We introduce a general framework for regression in the errors-in-variables regime, allowing for full flexibility about the dimensionality of the data, observational error probability density types, the (nonlinear) model type and the avoidance of ad-hoc definitions of loss functions. In this framework, we introduce model fitting for partially unpaired data, i.e. for given data groups the pairing information of input and output is lost (semi-supervised). This is achieved by constructing mixture model densities, which directly model the loss of pairing information allowing inference. In a numerical simulation study linear and nonlinear model fits are illustrated as well as a real data study is presented based on life expectancy data from the world bank utilizing a multiple linear regression model. These results show that high quality model fitting is possible with partially unpaired data, which opens the possibility for new applications with unfortunate or deliberate loss of pairing information in data.

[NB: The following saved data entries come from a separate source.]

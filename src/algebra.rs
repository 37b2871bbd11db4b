//! Derived-quantity algebra.
//!
//! Expresses the non-linear training quantities (duration, effort, strain,
//! volume, density, performance, training weight) as chains of auxiliary
//! integer variables plus equality constraints, because the solver only
//! accepts linear, multiplicative, and divisional primitive relations.
//!
//! All quantities are pure integer arithmetic. Ratios are pre-scaled by 100
//! before division and decoded at formatting time; division truncates
//! toward zero. Intensity and base-strain enter effort as additive offsets
//! around the neutral multiplier 10 (a 1.0 factor is represented as 10, so
//! any formula that includes either term rescales its rest contribution by
//! the same factor to stay on one scale).
//!
//! None of these builders can fail at model-build time except through the
//! division-guard contract, which they uphold internally: every potentially
//! zero divisor is substituted by 1 under an is-zero indicator and the
//! quotient forced to 0 in that case.

use crate::cp::{CpModel, IntVar, LinearExpr, ModelError};

/// Neutral load sentinel for unweighted work: a nominal 1.0 load on the
/// centi-unit weight scale (`100 * 100`), keeping unweighted volume
/// comparable to weighted volume.
pub const NEUTRAL_LOAD: i64 = 100 * 100;

/// Scale factor applied to all ratio quantities before division.
pub const RATIO_SCALE: i64 = 100;

/// Neutral effort multiplier: a 1.0 factor on the tens scale.
pub const EFFORT_CENTER: i64 = 10;

fn range(model: &CpModel, v: IntVar) -> (i64, i64) {
    (model.lb(v), model.ub(v))
}

fn product_bounds(a: (i64, i64), b: (i64, i64)) -> (i64, i64) {
    let corners = [a.0 * b.0, a.0 * b.1, a.1 * b.0, a.1 * b.1];
    (
        *corners.iter().min().expect("nonempty"),
        *corners.iter().max().expect("nonempty"),
    )
}

fn mul(model: &mut CpModel, a: IntVar, b: IntVar, name: String) -> IntVar {
    let bounds = product_bounds(range(model, a), range(model, b));
    let target = model.new_int_var(bounds.0, bounds.1, name);
    model.add_multiplication_equality(target, a, b);
    target
}

/// `duration = (seconds_per_exercise * reps + 5 * rest) * sets`.
///
/// Built via two chained auxiliaries: the per-set working time
/// `seconds_per_exercise * reps`, the per-set total including rest, and the
/// final multiplication by `sets`.
pub fn duration(
    model: &mut CpModel,
    seconds_per_exercise: IntVar,
    reps: IntVar,
    rest: IntVar,
    sets: IntVar,
    prefix: &str,
) -> IntVar {
    let work = mul(model, seconds_per_exercise, reps, format!("{prefix}_set_work"));
    let (wlo, whi) = range(model, work);
    let (rlo, rhi) = range(model, rest);
    let per_set = model.new_int_var(wlo + 5 * rlo, whi + 5 * rhi, format!("{prefix}_set_total"));
    model.add_eq(
        per_set,
        LinearExpr::new().term(work, 1).term(rest, 5),
    );
    mul(model, per_set, sets, format!("{prefix}_duration"))
}

/// `working_duration = seconds_per_exercise * reps * sets`: the duration
/// formula with the rest term omitted (time under tension).
pub fn working_duration(
    model: &mut CpModel,
    seconds_per_exercise: IntVar,
    reps: IntVar,
    sets: IntVar,
    prefix: &str,
) -> IntVar {
    let work = mul(
        model,
        seconds_per_exercise,
        reps,
        format!("{prefix}_working_set"),
    );
    mul(model, work, sets, format!("{prefix}_working_duration"))
}

/// Effort formula inputs that apply only to some exercises.
#[derive(Debug, Clone, Copy, Default)]
pub struct EffortTerms {
    /// Intensity attribute variable, when the item is intensity-bearing.
    pub intensity: Option<IntVar>,
    /// Base-strain attribute variable, when the catalog declares one.
    pub base_strain: Option<IntVar>,
}

impl EffortTerms {
    fn any(&self) -> bool {
        self.intensity.is_some() || self.base_strain.is_some()
    }
}

/// `effort = (seconds_per_exercise * (10 + base_strain + intensity) * reps
/// + 5 * 10 * rest) * sets`, with each additive term present only when its
/// variable is supplied. When neither applies the formula degenerates to
/// plain [`duration`] (no ×10 rescale, the scale center stays at 1).
pub fn effort(
    model: &mut CpModel,
    seconds_per_exercise: IntVar,
    reps: IntVar,
    rest: IntVar,
    sets: IntVar,
    terms: EffortTerms,
    prefix: &str,
) -> IntVar {
    if !terms.any() {
        return duration(model, seconds_per_exercise, reps, rest, sets, prefix);
    }
    let factor = effort_factor(model, terms, prefix);
    let scaled_secs = mul(
        model,
        seconds_per_exercise,
        factor,
        format!("{prefix}_effort_secs"),
    );
    let work = mul(model, scaled_secs, reps, format!("{prefix}_effort_work"));
    let (wlo, whi) = range(model, work);
    let (rlo, rhi) = range(model, rest);
    let rest_scale = 5 * EFFORT_CENTER;
    let per_set = model.new_int_var(
        wlo + rest_scale * rlo,
        whi + rest_scale * rhi,
        format!("{prefix}_effort_set"),
    );
    model.add_eq(
        per_set,
        LinearExpr::new().term(work, 1).term(rest, rest_scale),
    );
    mul(model, per_set, sets, format!("{prefix}_effort"))
}

/// `working_effort`: the effort formula with the rest term omitted.
pub fn working_effort(
    model: &mut CpModel,
    seconds_per_exercise: IntVar,
    reps: IntVar,
    sets: IntVar,
    terms: EffortTerms,
    prefix: &str,
) -> IntVar {
    if !terms.any() {
        return working_duration(model, seconds_per_exercise, reps, sets, prefix);
    }
    let factor = effort_factor(model, terms, prefix);
    let scaled_secs = mul(
        model,
        seconds_per_exercise,
        factor,
        format!("{prefix}_weffort_secs"),
    );
    let work = mul(model, scaled_secs, reps, format!("{prefix}_weffort_work"));
    mul(model, work, sets, format!("{prefix}_working_effort"))
}

/// The common `10 + base_strain + intensity` multiplier variable.
fn effort_factor(model: &mut CpModel, terms: EffortTerms, prefix: &str) -> IntVar {
    let mut expr = LinearExpr::new().offset(EFFORT_CENTER);
    let mut lo = EFFORT_CENTER;
    let mut hi = EFFORT_CENTER;
    if let Some(i) = terms.intensity {
        expr = expr.term(i, 1);
        lo += model.lb(i);
        hi += model.ub(i);
    }
    if let Some(b) = terms.base_strain {
        expr = expr.term(b, 1);
        lo += model.lb(b);
        hi += model.ub(b);
    }
    let factor = model.new_int_var(lo, hi, format!("{prefix}_effort_factor"));
    model.add_eq(factor, expr);
    factor
}

/// Guarded scaled ratio: `100 * num / max(den, 1)`, with the quotient
/// forced to exactly 0 whenever the true divisor solves to 0.
///
/// The division primitive requires a strictly positive divisor, so the
/// divisor is substituted by 1 under an is-zero indicator; the indicator
/// then routes the target to the real quotient or to 0. This is the single
/// pattern through which every ratio (strain, density) reaches the solver.
pub fn scaled_ratio(
    model: &mut CpModel,
    num: IntVar,
    den: IntVar,
    prefix: &str,
) -> Result<IntVar, ModelError> {
    let (nlo, nhi) = range(model, num);
    let (dlo, dhi) = range(model, den);

    let den_zero = model.new_bool_var(format!("{prefix}_den_zero"));
    model.add_eq(den, 0).only_enforce_if(&[den_zero.lit()]);
    model.add_ne(den, 0).only_enforce_if(&[den_zero.negated()]);

    let safe_den = model.new_int_var(1, dhi.max(1), format!("{prefix}_safe_den"));
    model
        .add_eq(safe_den, den)
        .only_enforce_if(&[den_zero.negated()]);
    model.add_eq(safe_den, 1).only_enforce_if(&[den_zero.lit()]);
    debug_assert!(dlo >= 0, "ratio divisors are nonnegative quantities");

    let scaled = model.new_int_var(
        RATIO_SCALE * nlo.min(0),
        RATIO_SCALE * nhi.max(0),
        format!("{prefix}_scaled_num"),
    );
    model.add_eq(scaled, LinearExpr::new().term(num, RATIO_SCALE));

    let quotient = model.new_int_var(
        RATIO_SCALE * nlo.min(0),
        RATIO_SCALE * nhi.max(0),
        format!("{prefix}_quotient"),
    );
    model.add_division_equality(quotient, scaled, safe_den)?;

    let target = model.new_int_var(
        RATIO_SCALE * nlo.min(0),
        RATIO_SCALE * nhi.max(0),
        format!("{prefix}_ratio"),
    );
    model
        .add_eq(target, quotient)
        .only_enforce_if(&[den_zero.negated()]);
    model.add_eq(target, 0).only_enforce_if(&[den_zero.lit()]);
    Ok(target)
}

/// `volume = reps * sets * load`, where `load` is the training weight for
/// weighted work or the [`NEUTRAL_LOAD`] sentinel otherwise (the caller
/// supplies the already-gated load variable).
pub fn volume(model: &mut CpModel, reps: IntVar, sets: IntVar, load: IntVar, prefix: &str) -> IntVar {
    let reps_sets = mul(model, reps, sets, format!("{prefix}_reps_sets"));
    mul(model, reps_sets, load, format!("{prefix}_volume"))
}

/// `density = 100 * working_duration / max(duration, 1)` (guarded).
pub fn density(
    model: &mut CpModel,
    working_duration: IntVar,
    duration: IntVar,
    prefix: &str,
) -> Result<IntVar, ModelError> {
    scaled_ratio(model, working_duration, duration, &format!("{prefix}_density"))
}

/// `strain = 100 * working / max(base, 1)` (guarded).
pub fn strain(
    model: &mut CpModel,
    working: IntVar,
    base: IntVar,
    prefix: &str,
) -> Result<IntVar, ModelError> {
    scaled_ratio(model, working, base, &format!("{prefix}_strain"))
}

/// `performance = volume * density`.
pub fn performance(
    model: &mut CpModel,
    volume: IntVar,
    density: IntVar,
    prefix: &str,
) -> IntVar {
    mul(model, volume, density, format!("{prefix}_performance"))
}

/// `training_weight = one_rep_max * intensity / 100`, in centi-units.
///
/// `one_rep_max` is an attribute variable bound per selected exercise;
/// intensity is a percentage, so the product is scaled back down by 100 to
/// stay on the centi-unit weight scale. Membership in the discrete
/// available-weight table is the caller's constraint to add (it only
/// applies to weighted selections).
pub fn training_weight(
    model: &mut CpModel,
    one_rep_max: IntVar,
    intensity: IntVar,
    prefix: &str,
) -> Result<IntVar, ModelError> {
    let raw = mul(model, one_rep_max, intensity, format!("{prefix}_weight_raw"));
    let hundred = model.new_constant(100);
    let (rlo, rhi) = range(model, raw);
    let target = model.new_int_var(rlo / 100, rhi / 100, format!("{prefix}_training_weight"));
    model.add_division_equality(target, raw, hundred)?;
    Ok(target)
}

翻译：本文提出了一种适用于误差变量回归的通用框架，该框架充分考虑了数据的维度灵活性、观测误差概率密度类型、模型（非线性）类型，并避免了损失函数的临时定义。在此框架中，我们引入了针对部分未配对数据的模型拟合方法，即对于给定的数据组，输入与输出的配对信息已丢失（半监督情况）。这是通过构建混合模型密度实现的，该密度直接建模配对信息的缺失以支持推断。在数值模拟研究中，我们展示了线性和非线性模型的拟合效果，并基于世界银行的人均预期寿命数据，采用多元线性回归模型进行了实证研究。结果表明，即使数据存在部分未配对情况，仍可实现高质量的模型拟合，这为数据中因意外或故意丢失配对信息的新应用场景提供了可能。